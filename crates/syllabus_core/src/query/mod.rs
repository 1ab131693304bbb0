//! Read-path query engine for the topic hierarchy.
//!
//! # Responsibility
//! - Compute descendant closures and descendant-aware content filters.
//! - Aggregate per-subtree content counts.
//!
//! # Invariants
//! - Closures are recomputed from current state on every call; there is
//!   no engine-level cache, so reads always observe committed edits.
//! - Traversal is capped at 64 levels as a safety net against a corrupted
//!   parent graph; hitting the cap is a data-integrity error, never a
//!   silent truncation.

pub mod closure;
pub mod counts;
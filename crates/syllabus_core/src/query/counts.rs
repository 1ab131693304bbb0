//! Per-subtree content aggregation.
//!
//! # Responsibility
//! - Count distinct tagged content per content type over one topic's full
//!   active subtree.
//!
//! Counts back the admin "delete or move?" decision screen, so they must
//! reflect committed state at call time; nothing here is cached.

use crate::model::topic::{SubtreeCounts, TopicId};
use crate::model::ContentType;
use crate::query::closure::{active_subtree, SubtreeNode};
use crate::repo::topic_repo::{resolve_key, TopicRepoError, TopicRepoResult};
use rusqlite::types::Value;
use rusqlite::{params_from_iter, Connection};

/// Computes per-content-type distinct counts over the subtree of
/// `topic_id`.
///
/// Fails with `TopicNotFound` when the topic is missing or inactive.
pub fn subtree_counts(conn: &Connection, topic_id: TopicId) -> TopicRepoResult<SubtreeCounts> {
    let key = resolve_key(conn, topic_id, false)?
        .ok_or(TopicRepoError::TopicNotFound(topic_id))?;
    let subtree = active_subtree(conn, key, topic_id)?;

    Ok(SubtreeCounts {
        questions: count_for_type(conn, ContentType::Question, &subtree)?,
        handouts: count_for_type(conn, ContentType::Handout, &subtree)?,
        video_lessons: count_for_type(conn, ContentType::VideoLesson, &subtree)?,
        exercise_lists: count_for_type(conn, ContentType::ExerciseList, &subtree)?,
    })
}

fn count_for_type(
    conn: &Connection,
    content_type: ContentType,
    subtree: &[SubtreeNode],
) -> TopicRepoResult<u64> {
    if subtree.is_empty() {
        return Ok(0);
    }

    let placeholders = vec!["?"; subtree.len()].join(", ");
    let bind_values: Vec<Value> = subtree
        .iter()
        .map(|node| Value::Integer(node.key))
        .collect();
    let count: i64 = conn.query_row(
        &format!(
            "SELECT COUNT(DISTINCT content_id)
             FROM {}
             WHERE topic_id IN ({placeholders});",
            content_type.junction_table()
        ),
        params_from_iter(bind_values),
        |row| row.get(0),
    )?;
    Ok(count.max(0) as u64)
}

—————

> **Assigned task**:
Copy out every line of the listing where the word "TopicNotFound" occurs.

> **Result below**:
/// Fails with `TopicNotFound` when the topic is missing or inactive.
        .ok_or(TopicRepoError::TopicNotFound(topic_id))?;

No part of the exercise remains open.